When a drop costs a lot

Bangalore has always seen a mismatch between the demand and supply of water and several areas complain of water shortage practically throughout the year.

However, the Bangalore Water Supply and Sewerage Board (BWSSB) insists that the situation is under control. On World Water Day, Metrolife explores the situation before summer arrives.T Venkataraju, engineer-in-chief, BWSSB, explains that the supply is comfortable for the coming summer.

“Across the four phases of the Cauvery project, we’ve been sanctioned 1220 million litres per day (mld) for Bangalore, which can be extended upto 1300 mld for the summer and on festivals like Ugadi. If the demand is higher, we can’t provide more water as there is no infrastructure in place. But we are comfortable providing for the eight lakh connections, wherein a building with 200 flats is also counted as one connection,” he explains.

“Other than the newly-added 110 villages, everything comes under the BWSSB. That’s why we aren’t supplying to areas like Sarjapura, where they rely on their own borewells or water tankers due to lack of infrastructure and sanitary provisions,” he adds. Every area has its own BWSSB service station that monitors the water level and addresses complaints when there is a shortage.

Shankar, the water inspector at the BWSSB Sadashivanagar Service Station, says that in February, 52.6 million litres were consumed in Sadashivanagar, Guttahalli and parts of Malleswaram. “We supply an average of 50 million litres a month to these areas, which more than meets the demand.
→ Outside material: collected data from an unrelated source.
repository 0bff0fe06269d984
pub mod pages;
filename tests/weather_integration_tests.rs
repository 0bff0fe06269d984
// Weather Client Integration Tests
//
// Purpose: Run the OpenWeatherMap client against a local mock server
// Run with: cargo test --features weather --test weather_integration_tests

#![cfg(feature = "weather")]

use crop_recommender_rust::config::WeatherConfig;
use crop_recommender_rust::weather::{weather_from_config, OpenWeatherClient, WeatherLookup};
use crop_recommender_rust::{EnvironmentReading, WeatherError};
use std::time::Duration;
use wiremock::matchers::{method, path, query_param};
use wiremock::{Mock, MockServer, ResponseTemplate};

fn client(server: &MockServer) -> OpenWeatherClient {
    OpenWeatherClient::new(Some("test-key".into()), server.uri(), Duration::from_secs(2)).unwrap()
}

#[tokio::test]
async fn test_lookup_sends_expected_query() {
    let server = MockServer::start().await;
    Mock::given(method("GET"))
        .and(path("/data/2.5/weather"))
        .and(query_param("q", "São Paulo"))
        .and(query_param("appid", "test-key"))
        .and(query_param("units", "metric"))
        .respond_with(ResponseTemplate::new(200).set_body_json(serde_json::json!({
            "main": { "temp": 24.3, "humidity": 81 },
            "rain": { "1h": 1.2 }
        })))
        .expect(1)
        .mount(&server)
        .await;

    let reading = client(&server).lookup(" São Paulo ").await.unwrap();
    assert_eq!(reading, EnvironmentReading::new(24.3, 81.0, 1.2));
}

#[tokio::test]
async fn test_city_not_found() {
    let server = MockServer::start().await;
    Mock::given(method("GET"))
        .and(path("/data/2.5/weather"))
        .respond_with(ResponseTemplate::new(404).set_body_json(serde_json::json!({
            "cod": "404",
            "message": "city not found"
        })))
        .mount(&server)
        .await;

    let err = client(&server).lookup("Atlantis").await.unwrap_err();
    assert_eq!(err, WeatherError::Status { status: 404 });
}

#[tokio::test]
async fn test_malformed_body() {
    let server = MockServer::start().await;
    Mock::given(method("GET"))
        .respond_with(ResponseTemplate::new(200).set_body_string("<html>oops</html>"))
        .mount(&server)
        .await;

    let err = client(&server).lookup("Pune").await.unwrap_err();
    assert!(matches!(err, WeatherError::Decode(_)));
}

#[tokio::test]
async fn test_timeout() {
    let server = MockServer::start().await;
    Mock::given(method("GET"))
        .respond_with(
            ResponseTemplate::new(200)
                .set_body_json(serde_json::json!({ "main": { "temp": 20.0, "humidity": 50 } }))
                .set_delay(Duration::from_millis(500)),
        )
        .mount(&server)
        .await;

    let slow = OpenWeatherClient::new(Some("k".into()), server.uri(), Duration::from_millis(50)).unwrap();
    let err = slow.lookup("Pune").await.unwrap_err();
    assert!(matches!(err, WeatherError::Http(_)));
}

#[tokio::test]
async fn test_configured_client_caches() {
    let server = MockServer::start().await;
    Mock::given(method("GET"))
        .and(path("/data/2.5/weather"))
        .respond_with(ResponseTemplate::new(200).set_body_json(serde_json::json!({
            "main": { "temp": 30.0, "humidity": 40 }
        })))
        .expect(1)
        .mount(&server)
        .await;

    let config = WeatherConfig {
        api_key: Some("k".into()),
        base_url: server.uri(),
        ..WeatherConfig::default()
    };
    let weather = weather_from_config(&config).unwrap();

    let first = weather.lookup("Jaipur").await.unwrap();
    let second = weather.lookup("JAIPUR").await.unwrap();
    assert_eq!(first, second);
    assert_eq!(first.rainfall, 0.0);
}
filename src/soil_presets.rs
//! Soil presets
//!
//! Typical nutrient and pH profiles for common soil types. Front-ends use
//! them to fill N, P, K and pH when the user picks a soil type instead of
//! entering lab values.

use serde::Serialize;

/// Typical soil profile used to autofill the soil inputs.
#[derive(Debug, Clone, Copy, PartialEq, Serialize)]
pub struct SoilPreset {
    /// Form value (e.g., "alluvial")
    pub key: &'static str,

    /// Display name (e.g., "Alluvial (river plains)")
    pub name: &'static str,

    pub n: f64,
    pub p: f64,
    pub k: f64,
    pub ph: f64,
}

// ============================================================================
// Built-in presets
// ============================================================================

/// Alluvial - river plains, fertile, near-neutral
pub const ALLUVIAL: SoilPreset = SoilPreset {
    key: "alluvial",
    name: "Alluvial (river plains)",
    n: 80.0,
    p: 45.0,
    k: 45.0,
    ph: 7.0,
};

/// Black (regur) - clay-rich, potassium-rich, mildly alkaline
pub const BLACK: SoilPreset = SoilPreset {
    key: "black",
    name: "Black (regur)",
    n: 55.0,
    p: 35.0,
    k: 65.0,
    ph: 7.8,
};

/// Red - iron-rich, low nitrogen and phosphorus, slightly acidic
pub const RED: SoilPreset = SoilPreset {
    key: "red",
    name: "Red",
    n: 35.0,
    p: 25.0,
    k: 40.0,
    ph: 6.2,
};

/// Laterite - heavily leached, nutrient-poor, acidic
pub const LATERITE: SoilPreset = SoilPreset {
    key: "laterite",
    name: "Laterite",
    n: 30.0,
    p: 20.0,
    k: 25.0,
    ph: 5.2,
};

/// Sandy (desert) - low organic matter, alkaline
pub const SANDY: SoilPreset = SoilPreset {
    key: "sandy",
    name: "Sandy (arid)",
    n: 25.0,
    p: 30.0,
    k: 35.0,
    ph: 8.2,
};

/// All built-in presets, in display order
pub static ALL_PRESETS: [SoilPreset; 5] = [ALLUVIAL, BLACK, RED, LATERITE, SANDY];

/// Look up a preset by its key (case-insensitive, surrounding whitespace ignored).
pub fn find_preset(key: &str) -> Option<&'static SoilPreset> {
    let key = key.trim();
    ALL_PRESETS.iter().find(|p| p.key.eq_ignore_ascii_case(key))
}

#[cfg(test)]
mod tests {
    use super::*;
    use crate::engine::recommend_fertilizer;
    use crate::types::{Advisory, SoilSample};

    #[test]
    fn test_find_preset() {
        assert_eq!(find_preset("laterite"), Some(&LATERITE));
        assert_eq!(find_preset("  Black "), Some(&BLACK));
        assert_eq!(find_preset("peat"), None);
        assert_eq!(find_preset(""), None);
    }

    #[test]
    fn test_keys_unique() {
        for (i, a) in ALL_PRESETS.iter().enumerate() {
            for b in &ALL_PRESETS[i + 1..] {
                assert_ne!(a.key, b.key);
            }
        }
    }

    #[test]
    fn test_presets_exercise_ph_rules() {
        let advice = |p: &SoilPreset| recommend_fertilizer(&SoilSample::new(p.n, p.p, p.k, p.ph));

        assert!(advice(&ALLUVIAL).is_balanced());
        assert!(advice(&LATERITE).contains(Advisory::AcidicSoil));
        assert!(advice(&BLACK).contains(Advisory::AlkalineSoil));
    }
}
The supply for the coming season looks promising and one can see the level in the tank on our premises. That’s why the residents of these areas don’t need to call private tankers unless they have extra-high consumption levels. Since it’s a developed area, there aren’t too many complaints. But the few complaints we do get are related to temporary water shortage or sanitary issues,” explains Shankar.

The BWSSB has 65 water tankers under it outside of which, enough and more private tanker operators make brisk business.  Mahesh, who runs Gangothri Supplies near Hennur, says, “There isn’t an increased demand yet. We provide anything between five to 20 supplies a day and the rate differs from area to area. For nearby orders, we charge Rs 250 for 4500 litres of water.” However, areas like Sahakaranagar, KR Puram, Mahadevapura and Bommanahalli among others face acute water shortage.
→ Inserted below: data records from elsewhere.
// Axum web server
//
// Purpose: HTML form + JSON API in front of the recommendation engine
// Classifier is loaded once at startup and shared read-only across requests

use axum::{
    extract::State,
    http::StatusCode,
    response::{IntoResponse, Json},
    routing::{get, post},
    Router,
};
use serde::Deserialize;
use std::sync::Arc;
use tower_http::{cors::CorsLayer, trace::TraceLayer};

use crate::advisor::{advise, fetch_environment, resolve_inputs, Advice, AdviceForm};
use crate::classifier::{CropClassifier, RandomForestModel};
use crate::config::AppConfig;
use crate::engine::FertilizerRules;
use crate::error::{MissingInputError, PredictionError};
use crate::weather::{weather_from_config, WeatherLookup};
use crate::web::handlers::pages::{home_page, predict_page};

// ============================================================================
// Application State
// ============================================================================

#[derive(Clone)]
pub struct AppState {
    pub classifier: Arc<dyn CropClassifier>,
    pub weather: Arc<dyn WeatherLookup>,
    pub rules: Arc<FertilizerRules>,
}

impl AppState {
    /// Load the model and build the weather client from configuration.
    pub fn new(config: &AppConfig) -> anyhow::Result<Self> {
        tracing::info!("Loading classifier from {:?}...", config.model_path);
        let model = RandomForestModel::load(&config.model_path)?;
        tracing::info!(
            "Classifier ready: {} trees, {} classes",
            model.n_trees(),
            model.classes().len()
        );

        tracing::info!("Initializing weather client (cache TTL {:?})...", config.weather.cache_ttl);
        let weather = weather_from_config(&config.weather)?;

        Ok(Self::from_parts(
            Arc::new(model),
            Arc::new(weather),
            FertilizerRules::default(),
        ))
    }

    /// Assemble state from already-built collaborators.
    pub fn from_parts(
        classifier: Arc<dyn CropClassifier>,
        weather: Arc<dyn WeatherLookup>,
        rules: FertilizerRules,
    ) -> Self {
        Self {
            classifier,
            weather,
            rules: Arc::new(rules),
        }
    }

    /// Weather lookup, input resolution and prediction for one form.
    ///
    /// Prediction runs on the blocking pool.
    pub async fn run_advice(&self, form: AdviceForm) -> Result<Advice, AppError> {
        let weather = fetch_environment(self.weather.as_ref(), &form).await;
        let inputs = resolve_inputs(&form, weather)?;

        let classifier = self.classifier.clone();
        let rules = self.rules.clone();
        let advice = tokio::task::spawn_blocking(move || advise(classifier.as_ref(), &rules, inputs))
            .await
            .map_err(|e| AppError::Internal(format!("Task join error: {}", e)))??;

        tracing::info!(
            "Recommended {:?} (advisories: {})",
            advice.recommendation.top_crops.top().map(|c| c.label.as_str()),
            advice.recommendation.fertilizer.len()
        );
        Ok(advice)
    }
}

// ============================================================================
// Router
// ============================================================================

pub fn create_router(state: AppState) -> Router {
    Router::new()
        // HTML pages
        .route("/", get(home_page))
        .route("/predict", post(predict_page))

        // JSON API
        .route("/api/recommend", post(recommend))
        .route("/api/crops", get(list_crops))

        // Health check
        .route("/health", get(health_check))

        // Middleware (applied in reverse order)
        .layer(CorsLayer::permissive())
        .layer(TraceLayer::new_for_http())
        .with_state(state)
}

// ============================================================================
// Endpoint Handlers
// ============================================================================

async fn health_check() -> impl IntoResponse {
    Json(serde_json::json!({
        "status": "healthy",
        "timestamp": chrono::Utc::now().to_rfc3339()
    }))
}

async fn list_crops(State(state): State<AppState>) -> Json<serde_json::Value> {
    let crops = state.classifier.class_labels();
    Json(serde_json::json!({
        "count": crops.len(),
        "crops": crops,
    }))
}

/// JSON request body. Numeric fields may be omitted.
#[derive(Debug, Default, Deserialize)]
#[serde(default)]
pub struct RecommendRequest {
    pub city: Option<String>,
    pub soil_preset: Option<String>,
    #[serde(rename = "N")]
    pub n: Option<f64>,
    #[serde(rename = "P")]
    pub p: Option<f64>,
    #[serde(rename = "K")]
    pub k: Option<f64>,
    pub ph: Option<f64>,
    pub temperature: Option<f64>,
    pub humidity: Option<f64>,
    pub rainfall: Option<f64>,
}

impl From<RecommendRequest> for AdviceForm {
    fn from(req: RecommendRequest) -> Self {
        let text = |v: Option<f64>| v.map(|x| x.to_string());
        AdviceForm {
            city: req.city,
            soil_preset: req.soil_preset,
            n: text(req.n),
            p: text(req.p),
            k: text(req.k),
            ph: text(req.ph),
            temperature: text(req.temperature),
            humidity: text(req.humidity),
            rainfall: text(req.rainfall),
        }
    }
}

async fn recommend(
    State(state): State<AppState>,
    Json(payload): Json<RecommendRequest>,
) -> Result<Json<serde_json::Value>, AppError> {
    let start = std::time::Instant::now();
    let advice = state.run_advice(payload.into()).await?;
    let fertilizer = &advice.recommendation.fertilizer;

    Ok(Json(serde_json::json!({
        "inputs": {
            "soil": advice.inputs.sample,
            "environment": advice.inputs.environment,
            "from_weather": advice.inputs.from_weather,
        },
        "top_crops": advice.recommendation.top_crops,
        "fertilizer": fertilizer.messages(),
        "advisories": fertilizer.advisories(),
        "warning": advice.inputs.warning,
        "elapsed_ms": u64::try_from(start.elapsed().as_millis()).unwrap_or(u64::MAX),
    })))
}

// ============================================================================
// Error Handling
// ============================================================================

#[derive(Debug)]
pub enum AppError {
    BadRequest(String),
    Internal(String),
}

impl From<MissingInputError> for AppError {
    fn from(e: MissingInputError) -> Self {
        AppError::BadRequest(e.to_string())
    }
}

impl From<PredictionError> for AppError {
    fn from(e: PredictionError) -> Self {
        tracing::error!("{}", e);
        AppError::Internal(e.to_string())
    }
}

impl AppError {
    pub fn message(&self) -> &str {
        match self {
            AppError::BadRequest(msg) | AppError::Internal(msg) => msg,
        }
    }
}

impl IntoResponse for AppError {
    fn into_response(self) -> axum::response::Response {
        let (status, message) = match self {
            AppError::BadRequest(msg) => (StatusCode::BAD_REQUEST, msg),
            AppError::Internal(msg) => (StatusCode::INTERNAL_SERVER_ERROR, msg),
        };

        let body = Json(serde_json::json!({
            "error": message
        }));

        (status, body).into_response()
    }
}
Arjun Rao, a resident of Sahakaranagar, says, “We’ve been facing water shortage for years. Almost all households resort to ordering water tankers to fulfill their needs. Each of these tankers costs Rs 350, which is expensive in the long run. The authorities give us water only once a week for a short time period, which is inconvenient.”  Kapil Agrawal, a resident of Marathahalli, adds, “So far, I’ve stayed in two societies here — RV and Gopalan

Millennium Habitat — and both got their water from private sources and through rainwater harvesting. As tenants, we pay a hefty maintenance fee for the same but don’t face any water shortage. In Bangalore, money rules it all,” he concludes.